One of the most exciting, most innovative, most sensible papers on leadership Grumpy Midwife has read recently (and, believe me, she’s read a lot) is Followership in the NHS by Keith Grint and Clare Holt (available on The King’s Fund website). To cut 22 pages short, there are three types of problems: tame, wicked, and critical.
 
Tame problems have arisen before and are likely to do so again. They require a management solution; implementation of standard procedures and routine actions (although this is not to diminish the skill required); covering for unexpected staff sickness, for example, or getting the labour rooms cleaned quickly for women waiting for admission.
 
Wicked problems are more complex; they are deeply rooted in context, and there is no clear relationship between cause and effect. Wicked problems are often intractable; drug errors in spite of endless training, poor team working in spite of communications sessions, unhappiness at work in spite of (let’s be honest) fairly good pay. 
 
Critical problems are self-evident; fire, haemorrhage, collapse of mother or baby.
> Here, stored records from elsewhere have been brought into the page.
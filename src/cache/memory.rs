//! In-memory response cache for tests and single-node development

use std::collections::HashMap;
use std::sync::Mutex;

use async_trait::async_trait;

use super::{CachedResponse, ResponseCache, response_key};

#[derive(Default)]
pub struct InMemoryResponseCache {
    entries: Mutex<HashMap<String, CachedResponse>>,
}

impl InMemoryResponseCache {
    pub fn new() -> Self {
        Self::default()
    }

    pub fn len(&self) -> usize {
        self.entries.lock().unwrap().len()
    }

    pub fn is_empty(&self) -> bool {
        self.len() == 0
    }
}

#[async_trait]
impl ResponseCache for InMemoryResponseCache {
    async fn get(&self, idempotency_key: &str) -> Option<CachedResponse> {
        self.entries
            .lock()
            .unwrap()
            .get(&response_key(idempotency_key))
            .cloned()
    }

    async fn put(&self, idempotency_key: &str, entry: &CachedResponse) {
        self.entries
            .lock()
            .unwrap()
            .insert(response_key(idempotency_key), entry.clone());
    }
}

#[cfg(test)]
mod tests {
    use super::*;

    #[tokio::test]
    async fn test_put_then_get() {
        let cache = InMemoryResponseCache::new();
        let entry = CachedResponse {
            fingerprint: "abc".to_string(),
            status_code: 200,
            body: serde_json::json!({"ok": true}),
        };

        assert!(cache.get("k1").await.is_none());
        cache.put("k1", &entry).await;
        assert_eq!(cache.get("k1").await.unwrap(), entry);
        assert!(cache.get("k2").await.is_none());
    }
}
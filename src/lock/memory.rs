//! In-memory lock client for tests
//!
//! Implements exactly the two operations the Redis client uses: SET NX PX
//! and the conditional delete, TTL included.

use std::collections::HashMap;
use std::sync::Mutex;
use std::time::{Duration, Instant};

use async_trait::async_trait;

use super::{LockClient, LockClientError};

struct Entry {
    token: String,
    expires_at: Instant,
}

#[derive(Default)]
pub struct InMemoryLockClient {
    entries: Mutex<HashMap<String, Entry>>,
}

impl InMemoryLockClient {
    pub fn new() -> Self {
        Self::default()
    }

    /// Currently held (unexpired) keys, sorted.
    pub fn held_keys(&self) -> Vec<String> {
        let now = Instant::now();
        let mut keys: Vec<String> = self
            .entries
            .lock()
            .unwrap()
            .iter()
            .filter(|(_, e)| e.expires_at > now)
            .map(|(k, _)| k.clone())
            .collect();
        keys.sort();
        keys
    }

    pub fn value_of(&self, key: &str) -> Option<String> {
        let entries = self.entries.lock().unwrap();
        entries
            .get(key)
            .filter(|e| e.expires_at > Instant::now())
            .map(|e| e.token.clone())
    }

    /// Test hook: overwrite a key unconditionally, as if its TTL expired and
    /// another caller reacquired it.
    pub fn force_set(&self, key: &str, token: &str) {
        self.entries.lock().unwrap().insert(
            key.to_string(),
            Entry {
                token: token.to_string(),
                expires_at: Instant::now() + Duration::from_secs(3600),
            },
        );
    }
}

#[async_trait]
impl LockClient for InMemoryLockClient {
    async fn set_nx_px(&self, key: &str, token: &str, ttl_ms: u64) -> Result<bool, LockClientError> {
        let mut entries = self.entries.lock().unwrap();
        let now = Instant::now();

        if let Some(existing) = entries.get(key) {
            if existing.expires_at > now {
                return Ok(false);
            }
        }

        entries.insert(
            key.to_string(),
            Entry {
                token: token.to_string(),
                expires_at: now + Duration::from_millis(ttl_ms),
            },
        );
        Ok(true)
    }

    async fn del_if_match(&self, key: &str, token: &str) -> Result<(), LockClientError> {
        let mut entries = self.entries.lock().unwrap();
        if let Some(existing) = entries.get(key) {
            if existing.token == token {
                entries.remove(key);
            }
        }
        Ok(())
    }
}

#[cfg(test)]
mod tests {
    use super::*;

    #[tokio::test]
    async fn test_nx_semantics() {
        let client = InMemoryLockClient::new();
        assert!(client.set_nx_px("k", "t1", 5000).await.unwrap());
        assert!(!client.set_nx_px("k", "t2", 5000).await.unwrap());
        assert_eq!(client.value_of("k"), Some("t1".to_string()));
    }

    #[tokio::test]
    async fn test_expired_key_can_be_reacquired() {
        let client = InMemoryLockClient::new();
        assert!(client.set_nx_px("k", "t1", 1).await.unwrap());
        tokio::time::sleep(Duration::from_millis(5)).await;
        assert!(client.set_nx_px("k", "t2", 5000).await.unwrap());
        assert_eq!(client.value_of("k"), Some("t2".to_string()));
    }

    #[tokio::test]
    async fn test_conditional_delete() {
        let client = InMemoryLockClient::new();
        client.set_nx_px("k", "t1", 5000).await.unwrap();

        client.del_if_match("k", "wrong").await.unwrap();
        assert_eq!(client.value_of("k"), Some("t1".to_string()));

        client.del_if_match("k", "t1").await.unwrap();
        assert_eq!(client.value_of("k"), None);
    }
}
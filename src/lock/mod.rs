//! Distributed wallet lock
//!
//! Acquires one named mutual-exclusion key per wallet across service
//! instances, always in the canonical sorted order, with bounded retry and
//! token-scoped release. This narrows the race window before database row
//! locks are taken; correctness does not depend on it.

mod memory;
mod redis;

pub use memory::InMemoryLockClient;
pub use redis::RedisLockClient;

use std::sync::Arc;
use std::time::Duration;

use async_trait::async_trait;
use thiserror::Error;
use uuid::Uuid;

use crate::concurrency::wallet_lock_keys;
use crate::error::AppError;

#[derive(Debug, Error)]
pub enum LockClientError {
    #[error("Lock backend error: {0}")]
    Backend(String),
}

/// Minimal lock-store interface: single-writer compare-and-set with TTL,
/// and compare-and-delete. This is all Redis needs to provide.
#[async_trait]
pub trait LockClient: Send + Sync {
    /// Set `key -> token` with expiry iff the key is absent.
    /// Returns true when the key was acquired.
    async fn set_nx_px(&self, key: &str, token: &str, ttl_ms: u64) -> Result<bool, LockClientError>;

    /// Delete `key` iff its current value equals `token`.
    async fn del_if_match(&self, key: &str, token: &str) -> Result<(), LockClientError>;
}

/// Held lock set. Release is token-scoped: a key whose TTL expired and was
/// reacquired by another caller is never deleted by us.
pub struct LockGuard {
    client: Arc<dyn LockClient>,
    keys: Vec<String>,
    token: String,
    released: bool,
}

impl std::fmt::Debug for LockGuard {
    fn fmt(&self, f: &mut std::fmt::Formatter<'_>) -> std::fmt::Result {
        f.debug_struct("LockGuard")
            .field("keys", &self.keys)
            .field("token", &self.token)
            .field("released", &self.released)
            .finish()
    }
}

impl LockGuard {
    /// Release every held key. Errors are logged, never propagated.
    pub async fn release(mut self) {
        self.released = true;
        release_keys(&*self.client, &self.keys, &self.token).await;
    }
}

impl Drop for LockGuard {
    fn drop(&mut self) {
        if self.released {
            return;
        }
        // Dropped without an explicit release: the holding task was cancelled
        // or panicked. Fire a best-effort release so the keys do not linger
        // until TTL expiry.
        let client = Arc::clone(&self.client);
        let keys = std::mem::take(&mut self.keys);
        let token = std::mem::take(&mut self.token);
        if let Ok(handle) = tokio::runtime::Handle::try_current() {
            handle.spawn(async move {
                release_keys(&*client, &keys, &token).await;
            });
        }
    }
}

async fn release_keys(client: &dyn LockClient, keys: &[String], token: &str) {
    for key in keys {
        if let Err(e) = client.del_if_match(key, token).await {
            tracing::warn!(key = %key, "Lock release failed: {}", e);
        }
    }
}

/// Cross-instance wallet lock with bounded retry.
#[derive(Clone)]
pub struct WalletLock {
    client: Arc<dyn LockClient>,
    ttl_ms: u64,
    retry_count: u32,
    retry_delay_ms: u64,
}

impl WalletLock {
    pub fn new(client: Arc<dyn LockClient>, ttl_ms: u64, retry_count: u32, retry_delay_ms: u64) -> Self {
        Self {
            client,
            ttl_ms,
            retry_count,
            retry_delay_ms,
        }
    }

    /// Acquire locks over the given wallet set.
    ///
    /// Keys are derived and acquired in the canonical sorted order. A failed
    /// attempt releases its own partial acquisitions, backs off
    /// `retry_delay * attempt`, and retries up to the configured count.
    pub async fn acquire(&self, wallet_ids: &[Uuid]) -> Result<LockGuard, AppError> {
        let keys = wallet_lock_keys(wallet_ids);
        if keys.is_empty() {
            return Err(AppError::lock_keys_missing());
        }

        for attempt in 1..=self.retry_count {
            let token = Uuid::new_v4().to_string();
            match self.try_acquire_all(&keys, &token).await {
                Ok(true) => {
                    tracing::debug!(keys = keys.len(), attempt, "Wallet lock acquired");
                    return Ok(LockGuard {
                        client: Arc::clone(&self.client),
                        keys,
                        token,
                        released: false,
                    });
                }
                Ok(false) => {
                    tracing::debug!(attempt, "Wallet lock contended, backing off");
                }
                Err(e) => {
                    tracing::warn!(attempt, "Wallet lock backend error: {}", e);
                }
            }

            if attempt < self.retry_count {
                tokio::time::sleep(Duration::from_millis(
                    self.retry_delay_ms * u64::from(attempt),
                ))
                .await;
            }
        }

        tracing::warn!(
            attempts = self.retry_count,
            "Wallet lock not acquired, giving up"
        );
        Err(AppError::lock_unavailable())
    }

    /// Acquire every key for one attempt, releasing this attempt's partial
    /// acquisitions on any failure.
    async fn try_acquire_all(&self, keys: &[String], token: &str) -> Result<bool, LockClientError> {
        let mut held: Vec<&String> = Vec::with_capacity(keys.len());
        for key in keys {
            match self.client.set_nx_px(key, token, self.ttl_ms).await {
                Ok(true) => held.push(key),
                Ok(false) => {
                    for held_key in held {
                        let _ = self.client.del_if_match(held_key, token).await;
                    }
                    return Ok(false);
                }
                Err(e) => {
                    for held_key in held {
                        let _ = self.client.del_if_match(held_key, token).await;
                    }
                    return Err(e);
                }
            }
        }
        Ok(true)
    }
}

#[cfg(test)]
mod tests {
    use super::*;
    use crate::error::ErrorCode;

    fn test_lock(client: Arc<dyn LockClient>) -> WalletLock {
        WalletLock::new(client, 5000, 3, 1)
    }

    #[tokio::test]
    async fn test_acquire_and_release() {
        let client = Arc::new(InMemoryLockClient::new());
        let lock = test_lock(client.clone());
        let a = Uuid::new_v4();
        let b = Uuid::new_v4();

        let guard = lock.acquire(&[a, b]).await.unwrap();
        assert_eq!(client.held_keys(), wallet_lock_keys(&[a, b]));

        guard.release().await;
        assert!(client.held_keys().is_empty());
    }

    #[tokio::test]
    async fn test_empty_wallet_set_is_a_user_error() {
        let lock = test_lock(Arc::new(InMemoryLockClient::new()));
        let err = lock.acquire(&[]).await.unwrap_err();
        assert_eq!(err.code, ErrorCode::LockKeysMissing);
        assert_eq!(err.status, axum::http::StatusCode::BAD_REQUEST);
    }

    #[tokio::test]
    async fn test_contended_lock_exhausts_retries() {
        let client = Arc::new(InMemoryLockClient::new());
        let wallet = Uuid::new_v4();

        // Another instance holds the key for the whole test
        let key = wallet_lock_keys(&[wallet]).remove(0);
        client
            .set_nx_px(&key, "other-instance", 60_000)
            .await
            .unwrap();

        let lock = test_lock(client.clone());
        let err = lock.acquire(&[wallet]).await.unwrap_err();
        assert_eq!(err.code, ErrorCode::DistributedLockNotAcquired);
        assert_eq!(err.status, axum::http::StatusCode::LOCKED);

        // The foreign holder was never disturbed
        assert_eq!(client.value_of(&key), Some("other-instance".to_string()));
    }

    #[tokio::test]
    async fn test_partial_acquisition_is_rolled_back() {
        let client = Arc::new(InMemoryLockClient::new());
        let a = Uuid::new_v4();
        let b = Uuid::new_v4();

        // Block whichever key sorts second, so the first is acquired then
        // must be released when the attempt fails.
        let keys = wallet_lock_keys(&[a, b]);
        client
            .set_nx_px(&keys[1], "other-instance", 60_000)
            .await
            .unwrap();

        let lock = test_lock(client.clone());
        let err = lock.acquire(&[a, b]).await.unwrap_err();
        assert_eq!(err.code, ErrorCode::DistributedLockNotAcquired);

        // Only the foreign key remains held
        assert_eq!(client.held_keys(), vec![keys[1].clone()]);
    }

    #[tokio::test]
    async fn test_release_is_token_scoped() {
        let client = Arc::new(InMemoryLockClient::new());
        let wallet = Uuid::new_v4();
        let key = wallet_lock_keys(&[wallet]).remove(0);

        let lock = test_lock(client.clone());
        let guard = lock.acquire(&[wallet]).await.unwrap();

        // Simulate TTL expiry plus reacquisition by another caller
        client.force_set(&key, "second-owner");
        guard.release().await;

        // Our release must not remove the new owner's lock
        assert_eq!(client.value_of(&key), Some("second-owner".to_string()));
    }

    #[tokio::test]
    async fn test_drop_releases_in_background() {
        let client = Arc::new(InMemoryLockClient::new());
        let wallet = Uuid::new_v4();

        let lock = test_lock(client.clone());
        let guard = lock.acquire(&[wallet]).await.unwrap();
        drop(guard);

        // The spawned release needs a scheduler turn
        tokio::task::yield_now().await;
        tokio::time::sleep(Duration::from_millis(10)).await;
        assert!(client.held_keys().is_empty());
    }
}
Midwives are good at critical problems; the emergency bell goes and everybody runs and generally mills around shouting until the crisis is resolved. Critical problems require a command response from an decisive, authoritative figure. Senior midwives are judged by their command abilities and technical competence in a crisis. “Good in an emergency” is the ultimate accolade; “flakey” and “not robust” the ultimate put-downs.
 
Grumpy Midwife reckons that a busy labour ward probably has just one or two genuinely critical problems a day – and lots and lots of tame ones. She thinks therein lies the issue of bullying: such is our love affair with crisis that every problem is treated as critical and handled thus; brusquely, briskly, with little time for civility, compassion, or questioning of self or others. 
 
The result is a pervading sense of crisis, a nagging undertone of anxiety, vague unease – or downright misery if you’re one of the less “robust”. All rather exhausting. And unnecessary.